I’ve loved my time off work, but it’s not all been the relaxing, meeting friends and eating cake time I was envisaging (although there has been some of that!). It’s been a lot harder than I expected. Having a new baby can be lonely at times. And it can be frustrating, overwhelming and boring all at the same time. And all that spare time I’d have when I was off work? I’d read books, get really fit, cook. HA! What was I thinking? Being a mum is way more than a full-time job.
Still, it’s been great and we’ve had a lot of fun along the way.
Back to work
I’m going back to work 4 days a week. I’m so lucky that I’ll still be getting one day a week with my boy. I’m hoping that will be a good balance for us both.

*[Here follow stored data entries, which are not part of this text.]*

use super::{RegistryHandle, SessionId};
use crate::{
    config::RegistryConfig,
    liveness::Liveness,
    protocol::{NodeIdentity, RegistryRequest, RegistryResponse},
    transport::{Connection, TransportError},
};
use std::net::SocketAddr;
use tokio::net::TcpListener;
use tokio_util::sync::CancellationToken;
use tracing::{debug, error, info, instrument, warn};

/// Accept node sessions until `shutdown` fires
#[instrument(skip_all, fields(addr = ?listener.local_addr().ok()))]
pub async fn serve(
    listener: TcpListener,
    registry: RegistryHandle,
    config: RegistryConfig,
    shutdown: CancellationToken,
) {
    let mut next_session: SessionId = 1;
    info!("Registry accepting nodes");

    loop {
        let accepted = tokio::select! {
            _ = shutdown.cancelled() => break,
            accepted = listener.accept() => accepted,
        };

        match accepted {
            Ok((stream, peer)) => {
                let session = next_session;
                next_session += 1;
                let registry = registry.clone();
                let config = config.clone();
                let shutdown = shutdown.clone();

                tokio::spawn(async move {
                    match Connection::from_stream(stream) {
                        Ok(connection) => {
                            node_session(connection, peer, session, registry, config, shutdown)
                                .await
                        }
                        Err(error) => warn!(
                            peer = %peer,
                            error = %error,
                            "Failed to set up session"
                        ),
                    }
                });
            }
            Err(error) => error!(error = %error, "Failed to accept connection"),
        }
    }

    info!("Registry stopped accepting nodes");
}

/// One connected node. The node registered on this connection is dropped from the
/// directory when the connection closes or stays silent past the liveness timeout.
async fn node_session(
    mut connection: Connection,
    peer: SocketAddr,
    session: SessionId,
    registry: RegistryHandle,
    config: RegistryConfig,
    shutdown: CancellationToken,
) {
    let mut liveness = Liveness::new(config.liveness_timeout());
    let mut registered: Option<NodeIdentity> = None;
    debug!(peer = %peer, session, "Node connected");

    loop {
        let received = tokio::select! {
            _ = shutdown.cancelled() => break,
            _ = tokio::time::sleep_until(liveness.deadline()) => {
                warn!(peer = %peer, node = ?registered, "Node missed its liveness deadline");
                break;
            }
            received = connection.receive::<RegistryRequest>() => received,
        };

        let response = match received {
            Ok(Some(request)) => {
                liveness.touch();

                match respond(request, session, &registry, &mut registered).await {
                    Ok(response) => response,
                    // the actor is gone, nothing left to serve
                    Err(_) => break,
                }
            }
            Ok(None) => {
                debug!(peer = %peer, node = ?registered, "Node closed the connection");
                break;
            }
            Err(error) if error.is_protocol_error() => {
                warn!(peer = %peer, error = %error, "Rejecting malformed request");
                liveness.touch();

                rejected(&error)
            }
            Err(error) => {
                warn!(peer = %peer, error = %error, "Lost connection to node");
                break;
            }
        };

        if let Err(error) = connection.send(&response).await {
            warn!(peer = %peer, error = %error, "Failed to answer node");
            break;
        }
    }

    if let Some(identity) = registered {
        registry.session_lost(identity, session);
    }
}

async fn respond(
    request: RegistryRequest,
    session: SessionId,
    registry: &RegistryHandle,
    registered: &mut Option<NodeIdentity>,
) -> Result<RegistryResponse, super::RegistryError> {
    Ok(match request {
        RegistryRequest::Register { identity, role } => {
            if let Some(previous) = registered.as_ref().filter(|previous| **previous != identity) {
                // a connection carries a single node, the old name goes away with it
                registry.session_lost(previous.clone(), session);
            }
            let entry = registry.register(identity.clone(), role, session).await?;
            *registered = Some(identity);

            RegistryResponse::Registered { entry }
        }
        RegistryRequest::Unregister { identity } => {
            let removed = registry.unregister(identity.clone()).await?;
            if registered.as_ref() == Some(&identity) {
                *registered = None;
            }

            RegistryResponse::Unregistered { identity, removed }
        }
        RegistryRequest::ListByRole { role } => RegistryResponse::Nodes {
            role,
            nodes: registry.list_by_role(role).await?,
        },
        RegistryRequest::Ping => RegistryResponse::Pong,
    })
}

/// Answer to a request that could not be understood
fn rejected(error: &TransportError) -> RegistryResponse {
    RegistryResponse::Error {
        message: error.to_string(),
    }
}
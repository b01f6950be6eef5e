//! Liveness tracking for monitored peers
//!
//! Every monitored relationship (master -> slave, node -> registry) keeps one [`Liveness`]
//! per connection. Any received frame counts as a sign of life; heartbeats only exist to
//! keep an otherwise idle connection talking. A session loop waits on
//! [`Liveness::deadline`] alongside its other events and ends once it passes, which is
//! what makes the loss notification fire exactly once: it is sent after the loop exits.

use std::time::Duration;
use tokio::time::{interval, Instant, Interval, MissedTickBehavior};

#[derive(Debug, Clone)]
pub struct Liveness {
    last_seen: Instant,
    timeout: Duration,
}

impl Liveness {
    pub fn new(timeout: Duration) -> Self {
        Self {
            last_seen: Instant::now(),
            timeout,
        }
    }

    pub fn touch(&mut self) {
        self.last_seen = Instant::now();
    }

    pub fn is_alive(&self) -> bool {
        self.last_seen.elapsed() < self.timeout
    }

    /// instant after which the peer counts as lost
    pub fn deadline(&self) -> Instant {
        self.last_seen + self.timeout
    }

    pub fn timeout(&self) -> Duration {
        self.timeout
    }
}

/// Ticker for outgoing heartbeats, skipping ticks missed while the owner was busy
pub fn heartbeat(period: Duration) -> Interval {
    let mut ticker = interval(period);
    ticker.set_missed_tick_behavior(MissedTickBehavior::Skip);

    ticker
}
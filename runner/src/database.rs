//! SQLite record of every subproblem that reached a terminal state, so a run can be
//! audited after the master exits

use crate::protocol::{NodeIdentity, TaskReport, TaskStatus};
use chrono::Utc;
use parking_lot::{lock_api::ArcMutexGuard, FairMutex, RawFairMutex};
use rusqlite::{params, Connection};
use std::{path::Path, sync::Arc};
use thiserror::Error;
use tracing::{debug, error, info};

#[derive(Debug, Error)]
pub enum ConnectionError {
    #[error("SQLite error: {0}")]
    SQLite(#[from] rusqlite::Error),
}

pub const SQL_SCHEMA: [&str; 2] = [
    "create table if not exists runs (
    id integer primary key,
    master text not null,
    started_at text not null
);",
    "create table if not exists outcomes (
    id integer primary key,
    run integer not null references runs (id),
    stub text not null,
    status text not null,
    slave text,
    attempts integer not null,
    result text,
    reason text,
    recorded_at text not null
);",
];
pub const SQL_SCHEMA_NUMBER: usize = SQL_SCHEMA.len();

/// One stored row of the `outcomes` table
#[derive(Debug, Clone, PartialEq, Eq)]
pub struct StoredOutcome {
    pub stub: String,
    pub status: String,
    pub slave: Option<String>,
    pub attempts: u32,
    pub result: Option<String>,
    pub reason: Option<String>,
}

/// Transparent, thread safe handle on the result database, scoped to one master run
#[derive(Debug, Clone)]
pub struct ResultStore {
    connection: Arc<FairMutex<Connection>>,
    run: i64,
}

impl ResultStore {
    /// Open (or create) the database at `path` and start a new run for `master`
    pub fn open(path: &Path, master: &NodeIdentity) -> Result<Self, ConnectionError> {
        Self::init(Connection::open(path)?, master)
    }

    pub fn in_memory(master: &NodeIdentity) -> Result<Self, ConnectionError> {
        Self::init(Connection::open_in_memory()?, master)
    }

    fn init(connection: Connection, master: &NodeIdentity) -> Result<Self, ConnectionError> {
        for (counter, table) in SQL_SCHEMA.iter().enumerate() {
            if let Err(error) = connection.execute(table, []) {
                error!(
                    error = ?error,
                    "Failed to apply SQL schema ({}/{SQL_SCHEMA_NUMBER}): {error}",
                    counter + 1
                );

                return Err(ConnectionError::SQLite(error));
            }
            debug!("Applied SQL schema ({}/{SQL_SCHEMA_NUMBER})", counter + 1);
        }

        connection
            .prepare_cached("insert into runs (master, started_at) values (?, ?)")?
            .execute(params![master.as_str(), Utc::now().to_rfc3339()])?;
        let run = connection.last_insert_rowid();
        info!(run, master = %master, "Recording outcomes");

        Ok(Self {
            connection: Arc::new(FairMutex::new(connection)),
            run,
        })
    }

    fn lock(&self) -> ArcMutexGuard<RawFairMutex, Connection> {
        self.connection.lock_arc()
    }

    pub fn run(&self) -> i64 {
        self.run
    }

    /// Store the terminal state of one task; `slave` ran its last attempt
    pub fn record(&self, report: &TaskReport, slave: &NodeIdentity) -> Result<(), ConnectionError> {
        let (status, result) = match &report.status {
            TaskStatus::Completed { result } => {
                ("completed", Some(result.to_string_lossy().into_owned()))
            }
            TaskStatus::Failed { .. } => ("failed", None),
            other => {
                debug!(stub = ?report.stub, status = %other, "Not storing unfinished task");
                return Ok(());
            }
        };

        self.lock()
            .prepare_cached(
                "insert into outcomes
                 (run, stub, status, slave, attempts, result, reason, recorded_at)
                 values (?, ?, ?, ?, ?, ?, ?, ?)",
            )?
            .execute(params![
                self.run,
                report.stub.to_string_lossy().as_ref(),
                status,
                slave.as_str(),
                report.attempts,
                result,
                report.last_reason,
                Utc::now().to_rfc3339()
            ])?;

        debug!(stub = ?report.stub, status, "Stored outcome");

        Ok(())
    }

    /// Outcomes stored for this run, oldest first
    pub fn outcomes(&self) -> Result<Vec<StoredOutcome>, ConnectionError> {
        let connection = self.lock();
        let mut statement = connection.prepare_cached(
            "select stub, status, slave, attempts, result, reason
             from outcomes where run = ? order by id",
        )?;

        let outcomes = statement
            .query_map(params![self.run], |row| {
                Ok(StoredOutcome {
                    stub: row.get(0)?,
                    status: row.get(1)?,
                    slave: row.get(2)?,
                    attempts: row.get(3)?,
                    result: row.get(4)?,
                    reason: row.get(5)?,
                })
            })?
            .try_fold(Vec::new(), |mut init, result| {
                init.push(result?);

                Ok::<Vec<StoredOutcome>, ConnectionError>(init)
            })?;

        Ok(outcomes)
    }
}

#[cfg(test)]
mod tests {
    use super::*;
    use std::path::PathBuf;

    #[test]
    fn stores_terminal_outcomes_only() {
        let store = ResultStore::in_memory(&NodeIdentity::from("master-1")).unwrap();
        let slave = NodeIdentity::from("s1:7171");

        store
            .record(
                &TaskReport {
                    stub: PathBuf::from("/work/a.nl"),
                    status: TaskStatus::Completed {
                        result: PathBuf::from("/work/a.sol"),
                    },
                    attempts: 1,
                    last_reason: Some("solver exited with status 3".to_string()),
                },
                &slave,
            )
            .unwrap();
        store
            .record(
                &TaskReport {
                    stub: PathBuf::from("/work/b.nl"),
                    status: TaskStatus::Pending,
                    attempts: 0,
                    last_reason: None,
                },
                &slave,
            )
            .unwrap();
        store
            .record(
                &TaskReport {
                    stub: PathBuf::from("/work/c.nl"),
                    status: TaskStatus::Failed {
                        reason: "slave s1:7171 lost".to_string(),
                    },
                    attempts: 4,
                    last_reason: Some("slave s1:7171 lost".to_string()),
                },
                &slave,
            )
            .unwrap();

        let outcomes = store.outcomes().unwrap();
        assert_eq!(outcomes.len(), 2);
        assert_eq!(outcomes[0].stub, "/work/a.nl");
        assert_eq!(outcomes[0].status, "completed");
        assert_eq!(outcomes[0].result.as_deref(), Some("/work/a.sol"));
        assert_eq!(outcomes[1].status, "failed");
        assert_eq!(outcomes[1].attempts, 4);
        assert_eq!(outcomes[1].slave.as_deref(), Some("s1:7171"));
        assert_eq!(outcomes[1].reason.as_deref(), Some("slave s1:7171 lost"));
    }

    #[test]
    fn runs_are_kept_apart() {
        let dir = tempfile::tempdir().unwrap();
        let path = dir.path().join("runs.db");
        let report = TaskReport {
            stub: PathBuf::from("a.nl"),
            status: TaskStatus::Completed {
                result: PathBuf::from("a.sol"),
            },
            attempts: 0,
            last_reason: None,
        };

        let first = ResultStore::open(&path, &NodeIdentity::from("master-1")).unwrap();
        first.record(&report, &NodeIdentity::from("s1:7171")).unwrap();
        let second = ResultStore::open(&path, &NodeIdentity::from("master-2")).unwrap();

        assert_ne!(first.run(), second.run());
        assert_eq!(first.outcomes().unwrap().len(), 1);
        assert!(second.outcomes().unwrap().is_empty());
    }
}
#![allow(dead_code)]

use bnb_runner::{
    config::ClusterConfig,
    protocol::{NodeIdentity, Role},
    registry::{server, Registry, RegistryClient, RegistryHandle},
    slave::{
        agent::{AgentHandle, SlaveAgent},
        server::{serve, SessionSettings},
        worker::SolverCommand,
    },
};
use std::{future::Future, time::Duration};
use tokio::net::TcpListener;
use tokio_util::sync::CancellationToken;

/// Waits until the file named by the first option exists (at most ten seconds), then
/// writes the solution next to the stub
pub const GATED_SOLVER: &str = "i=0; \
    while [ ! -e \"$1\" ] && [ $i -lt 500 ]; do sleep 0.02; i=$((i+1)); done; \
    touch \"${0%.nl}.sol\"";

pub const INSTANT_SOLVER: &str = "touch \"${0%.nl}.sol\"";

/// Fails the first run for every stub, solves it on the second
pub const FLAKY_SOLVER: &str = "if [ -e \"${0%.nl}.tried\" ]; then touch \"${0%.nl}.sol\"; \
    else touch \"${0%.nl}.tried\"; echo 'transient failure' >&2; exit 3; fi";

pub const BROKEN_SOLVER: &str = "echo 'bad model' >&2; exit 2";

pub fn sh(script: &str) -> SolverCommand {
    SolverCommand::new("/bin/sh", vec!["-c".to_string(), script.to_string()])
}

/// Config with intervals short enough for tests
pub fn fast_config(registry: &str) -> ClusterConfig {
    let mut config = ClusterConfig::default();
    config.registry.address = registry.to_string();
    config.registry.liveness_timeout_ms = 1000;
    config.registry.request_timeout_ms = 2000;
    config.slave.heartbeat_interval_ms = 50;
    config.slave.liveness_timeout_ms = 1000;
    config.master.heartbeat_interval_ms = 50;
    config.master.liveness_timeout_ms = 1000;
    config.master.request_timeout_ms = 2000;
    config.master.dispatch_interval_ms = 50;
    config.master.discovery_interval_ms = 100;

    config
}

pub struct TestRegistry {
    pub address: String,
    pub handle: RegistryHandle,
    pub shutdown: CancellationToken,
}

impl TestRegistry {
    pub async fn start() -> Self {
        let listener = TcpListener::bind("127.0.0.1:0").await.unwrap();
        let address = listener.local_addr().unwrap().to_string();
        let (handle, _actor) = Registry::spawn();
        let shutdown = CancellationToken::new();
        tokio::spawn(server::serve(
            listener,
            handle.clone(),
            fast_config(&address).registry,
            shutdown.clone(),
        ));

        Self {
            address,
            handle,
            shutdown,
        }
    }

    pub async fn slaves(&self) -> Vec<NodeIdentity> {
        self.handle.list_by_role(Role::Slave).await.unwrap()
    }
}

impl Drop for TestRegistry {
    fn drop(&mut self) {
        self.shutdown.cancel();
    }
}

/// A slave assembled from its parts so a test can look at its agent and kill it without
/// a goodbye to anyone
pub struct TestSlave {
    pub identity: NodeIdentity,
    pub agent: AgentHandle,
    pub registry: RegistryClient,
    pub shutdown: CancellationToken,
}

impl TestSlave {
    pub async fn start(registry: &str, slots: u32, script: &str) -> Self {
        let config = fast_config(registry);
        let listener = TcpListener::bind("127.0.0.1:0").await.unwrap();
        let identity = NodeIdentity::from(listener.local_addr().unwrap());
        let shutdown = CancellationToken::new();

        let (agent, _task) =
            SlaveAgent::spawn(identity.clone(), slots, sh(script), shutdown.clone());
        let (registry_client, _registry_task) = RegistryClient::spawn(
            registry.to_string(),
            Some((identity.clone(), Role::Slave)),
            config.registry.request_timeout(),
            config.slave.heartbeat_interval(),
            shutdown.clone(),
        );
        tokio::spawn(serve(
            listener,
            agent.clone(),
            SessionSettings {
                identity: identity.clone(),
                liveness_timeout: config.slave.liveness_timeout(),
                handshake_timeout: config.registry.request_timeout(),
            },
            shutdown.clone(),
        ));

        Self {
            identity,
            agent,
            registry: registry_client,
            shutdown,
        }
    }

    /// Drop every connection at once, as a killed process would
    pub fn kill(&self) {
        self.shutdown.cancel();
    }

    pub async fn free_slots(&self) -> u32 {
        self.agent.status().await.unwrap().free_slots
    }
}

impl Drop for TestSlave {
    fn drop(&mut self) {
        self.shutdown.cancel();
    }
}

/// Poll `check` until it holds, panicking after ten seconds
pub async fn eventually<F, Fut>(what: &str, mut check: F)
where
    F: FnMut() -> Fut,
    Fut: Future<Output = bool>,
{
    for _ in 0..500 {
        if check().await {
            return;
        }
        tokio::time::sleep(Duration::from_millis(20)).await;
    }

    panic!("timed out waiting for {what}");
}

I can’t wait to earn money, drink hot tea and have adult conversation! And to be honest, it will be nice to use my brain again. I’m slightly apprehensive too though. What if I’ve forgotten how to do my job? What if I can’t function properly when Jacob sleeps badly? What if he gets ill and can’t go to nursery? How will I get household stuff done as well as working? I’m sure it’ll all work out, but there’s a lot to get my head round.
Another worry is how am I going to make myself look presentable every day? I don’t think my ‘mum’ uniform of t-shirt and jeans is going to cut it in the office. I’ll have to find more time to wash my hair and put on makeup. Something I’ve avoided more often than I should while on maternity leave.
The last week
This week is not going to be representative of a typical week on maternity leave. It’s Jacob’s first birthday on Wednesday. We’ve just moved house, so I’m trying to unpack and get organised. We’re having a big party on Saturday—a joint 1st birthday, 30th birthday and house-warming party—so I’ve got to prepare for that. Jacob’s just started nursery so there’s that to deal with too (there’s another blog post on that coming). But I am planning to make the most of the little moments I won’t be getting once I’m back at work. I think we might manage to sneak in a little afternoon cuddle on the sofa everyday this week. If he’ll let me that is!
Was maternity leave what you expected? How did you feel about going back to work?